*** Task data Section Begins ***

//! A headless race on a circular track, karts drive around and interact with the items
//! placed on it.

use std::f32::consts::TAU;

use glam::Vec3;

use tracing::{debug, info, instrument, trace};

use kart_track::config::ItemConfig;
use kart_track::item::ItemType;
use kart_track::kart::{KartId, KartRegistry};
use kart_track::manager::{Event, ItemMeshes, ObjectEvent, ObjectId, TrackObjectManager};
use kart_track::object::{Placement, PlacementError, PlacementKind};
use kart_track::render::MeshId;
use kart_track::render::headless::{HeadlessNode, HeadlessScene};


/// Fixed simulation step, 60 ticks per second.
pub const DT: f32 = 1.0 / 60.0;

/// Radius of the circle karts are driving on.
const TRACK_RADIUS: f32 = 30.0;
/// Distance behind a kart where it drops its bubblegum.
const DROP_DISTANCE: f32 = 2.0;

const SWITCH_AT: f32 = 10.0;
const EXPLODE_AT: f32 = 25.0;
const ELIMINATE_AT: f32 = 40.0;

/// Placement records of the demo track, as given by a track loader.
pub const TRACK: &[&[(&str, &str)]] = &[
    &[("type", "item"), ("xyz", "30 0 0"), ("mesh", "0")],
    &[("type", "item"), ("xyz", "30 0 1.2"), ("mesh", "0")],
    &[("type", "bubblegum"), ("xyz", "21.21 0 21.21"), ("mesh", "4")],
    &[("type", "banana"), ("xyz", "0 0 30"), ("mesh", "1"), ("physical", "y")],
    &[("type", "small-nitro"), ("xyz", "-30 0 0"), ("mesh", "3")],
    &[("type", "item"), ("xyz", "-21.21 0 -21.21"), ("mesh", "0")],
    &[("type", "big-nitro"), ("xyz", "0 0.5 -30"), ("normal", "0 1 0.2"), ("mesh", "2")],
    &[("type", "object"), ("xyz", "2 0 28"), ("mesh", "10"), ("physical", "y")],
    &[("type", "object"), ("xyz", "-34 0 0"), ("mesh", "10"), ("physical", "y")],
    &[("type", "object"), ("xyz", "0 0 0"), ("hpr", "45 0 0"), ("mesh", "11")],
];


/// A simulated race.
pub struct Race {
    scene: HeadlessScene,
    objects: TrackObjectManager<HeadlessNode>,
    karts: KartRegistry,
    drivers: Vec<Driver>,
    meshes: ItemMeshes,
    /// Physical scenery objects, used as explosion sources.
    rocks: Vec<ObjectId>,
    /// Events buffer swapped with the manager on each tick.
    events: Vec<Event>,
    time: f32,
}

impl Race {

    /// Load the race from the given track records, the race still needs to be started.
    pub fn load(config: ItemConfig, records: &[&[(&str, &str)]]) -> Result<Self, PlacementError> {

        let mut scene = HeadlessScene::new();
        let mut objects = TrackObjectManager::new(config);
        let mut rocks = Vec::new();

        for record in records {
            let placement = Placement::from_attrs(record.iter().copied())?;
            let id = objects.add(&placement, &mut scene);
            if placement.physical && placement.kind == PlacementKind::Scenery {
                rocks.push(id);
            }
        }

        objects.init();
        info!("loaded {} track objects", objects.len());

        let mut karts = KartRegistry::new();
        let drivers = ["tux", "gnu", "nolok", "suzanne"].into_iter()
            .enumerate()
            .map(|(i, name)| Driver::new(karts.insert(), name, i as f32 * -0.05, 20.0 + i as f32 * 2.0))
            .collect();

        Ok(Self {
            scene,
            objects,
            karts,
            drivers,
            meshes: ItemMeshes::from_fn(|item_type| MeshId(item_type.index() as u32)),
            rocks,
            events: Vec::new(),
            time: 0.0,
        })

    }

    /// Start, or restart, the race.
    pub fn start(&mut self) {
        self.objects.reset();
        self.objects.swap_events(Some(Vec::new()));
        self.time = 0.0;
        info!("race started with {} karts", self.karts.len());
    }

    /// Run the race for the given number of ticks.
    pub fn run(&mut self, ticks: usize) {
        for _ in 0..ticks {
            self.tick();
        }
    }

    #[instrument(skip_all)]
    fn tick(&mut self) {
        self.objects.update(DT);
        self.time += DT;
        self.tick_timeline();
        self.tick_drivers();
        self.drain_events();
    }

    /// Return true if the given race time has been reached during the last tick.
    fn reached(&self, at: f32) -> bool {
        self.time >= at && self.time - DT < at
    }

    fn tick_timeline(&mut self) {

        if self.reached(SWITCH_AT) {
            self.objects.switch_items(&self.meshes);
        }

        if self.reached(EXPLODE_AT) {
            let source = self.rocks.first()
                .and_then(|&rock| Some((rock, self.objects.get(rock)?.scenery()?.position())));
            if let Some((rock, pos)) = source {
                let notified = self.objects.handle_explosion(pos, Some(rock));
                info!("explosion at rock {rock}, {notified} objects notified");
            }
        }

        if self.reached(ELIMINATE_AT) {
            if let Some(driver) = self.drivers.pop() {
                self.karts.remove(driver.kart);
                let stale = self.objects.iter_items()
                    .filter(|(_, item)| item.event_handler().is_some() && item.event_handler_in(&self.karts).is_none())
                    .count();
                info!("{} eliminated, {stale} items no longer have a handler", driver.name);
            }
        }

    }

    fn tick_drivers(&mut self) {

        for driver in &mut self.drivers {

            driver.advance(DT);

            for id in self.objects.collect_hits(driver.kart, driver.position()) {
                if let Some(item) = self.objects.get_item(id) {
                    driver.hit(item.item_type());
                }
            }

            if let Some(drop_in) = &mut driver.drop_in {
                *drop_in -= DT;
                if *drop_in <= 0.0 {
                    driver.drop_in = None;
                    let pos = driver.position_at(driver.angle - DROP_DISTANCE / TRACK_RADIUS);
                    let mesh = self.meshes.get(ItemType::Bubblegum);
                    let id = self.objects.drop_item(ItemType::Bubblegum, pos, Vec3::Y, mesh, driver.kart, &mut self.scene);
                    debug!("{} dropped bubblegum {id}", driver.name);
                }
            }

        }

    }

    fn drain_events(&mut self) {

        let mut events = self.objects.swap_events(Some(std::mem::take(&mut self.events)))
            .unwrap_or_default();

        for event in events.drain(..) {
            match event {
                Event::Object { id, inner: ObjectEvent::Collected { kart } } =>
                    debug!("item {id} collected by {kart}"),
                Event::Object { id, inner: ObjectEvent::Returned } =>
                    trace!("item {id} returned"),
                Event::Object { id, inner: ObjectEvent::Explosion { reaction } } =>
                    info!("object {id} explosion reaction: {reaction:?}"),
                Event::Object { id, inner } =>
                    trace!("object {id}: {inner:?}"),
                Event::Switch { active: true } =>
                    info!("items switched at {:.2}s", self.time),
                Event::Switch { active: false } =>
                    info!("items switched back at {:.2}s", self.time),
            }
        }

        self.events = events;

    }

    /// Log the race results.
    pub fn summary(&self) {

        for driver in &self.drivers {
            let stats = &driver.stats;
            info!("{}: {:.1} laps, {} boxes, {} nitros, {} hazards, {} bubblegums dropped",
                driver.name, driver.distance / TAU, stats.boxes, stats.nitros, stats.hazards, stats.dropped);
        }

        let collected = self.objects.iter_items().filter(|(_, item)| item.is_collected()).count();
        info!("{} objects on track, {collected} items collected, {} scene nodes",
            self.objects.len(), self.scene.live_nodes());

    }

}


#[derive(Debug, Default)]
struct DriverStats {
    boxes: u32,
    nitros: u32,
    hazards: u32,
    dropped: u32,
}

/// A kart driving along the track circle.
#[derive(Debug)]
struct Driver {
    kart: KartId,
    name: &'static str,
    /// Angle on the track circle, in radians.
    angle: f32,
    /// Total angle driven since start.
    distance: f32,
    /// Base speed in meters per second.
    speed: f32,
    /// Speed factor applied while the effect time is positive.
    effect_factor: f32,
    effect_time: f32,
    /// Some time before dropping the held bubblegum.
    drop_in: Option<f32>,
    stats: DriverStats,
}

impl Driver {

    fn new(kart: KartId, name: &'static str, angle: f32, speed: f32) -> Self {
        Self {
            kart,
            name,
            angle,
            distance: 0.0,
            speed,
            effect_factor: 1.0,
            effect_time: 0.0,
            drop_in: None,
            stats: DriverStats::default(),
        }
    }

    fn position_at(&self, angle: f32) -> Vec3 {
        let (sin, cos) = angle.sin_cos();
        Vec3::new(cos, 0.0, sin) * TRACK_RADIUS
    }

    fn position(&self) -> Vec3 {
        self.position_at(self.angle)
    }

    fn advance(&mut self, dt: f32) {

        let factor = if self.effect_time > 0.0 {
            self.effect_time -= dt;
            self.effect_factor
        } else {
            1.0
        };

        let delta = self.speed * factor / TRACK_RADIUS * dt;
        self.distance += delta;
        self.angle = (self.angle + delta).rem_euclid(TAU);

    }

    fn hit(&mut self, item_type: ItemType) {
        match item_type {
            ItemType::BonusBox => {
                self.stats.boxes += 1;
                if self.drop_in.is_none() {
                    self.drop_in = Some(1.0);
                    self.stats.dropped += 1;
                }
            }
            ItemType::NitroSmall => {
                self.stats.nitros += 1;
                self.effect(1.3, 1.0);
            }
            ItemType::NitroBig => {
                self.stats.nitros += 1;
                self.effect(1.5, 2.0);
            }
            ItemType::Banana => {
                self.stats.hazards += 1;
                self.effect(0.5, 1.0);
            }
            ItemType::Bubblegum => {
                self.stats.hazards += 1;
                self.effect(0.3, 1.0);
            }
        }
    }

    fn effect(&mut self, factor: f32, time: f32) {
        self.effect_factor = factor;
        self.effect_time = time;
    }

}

*** Task data Section Ends ***

▸ **What to work on**
Copy out every line of the material above that mentions the word "delta".

▸ **Exercise result**
        let delta = self.speed * factor / TRACK_RADIUS * dt;
        self.distance += delta;
        self.angle = (self.angle + delta).rem_euclid(TAU);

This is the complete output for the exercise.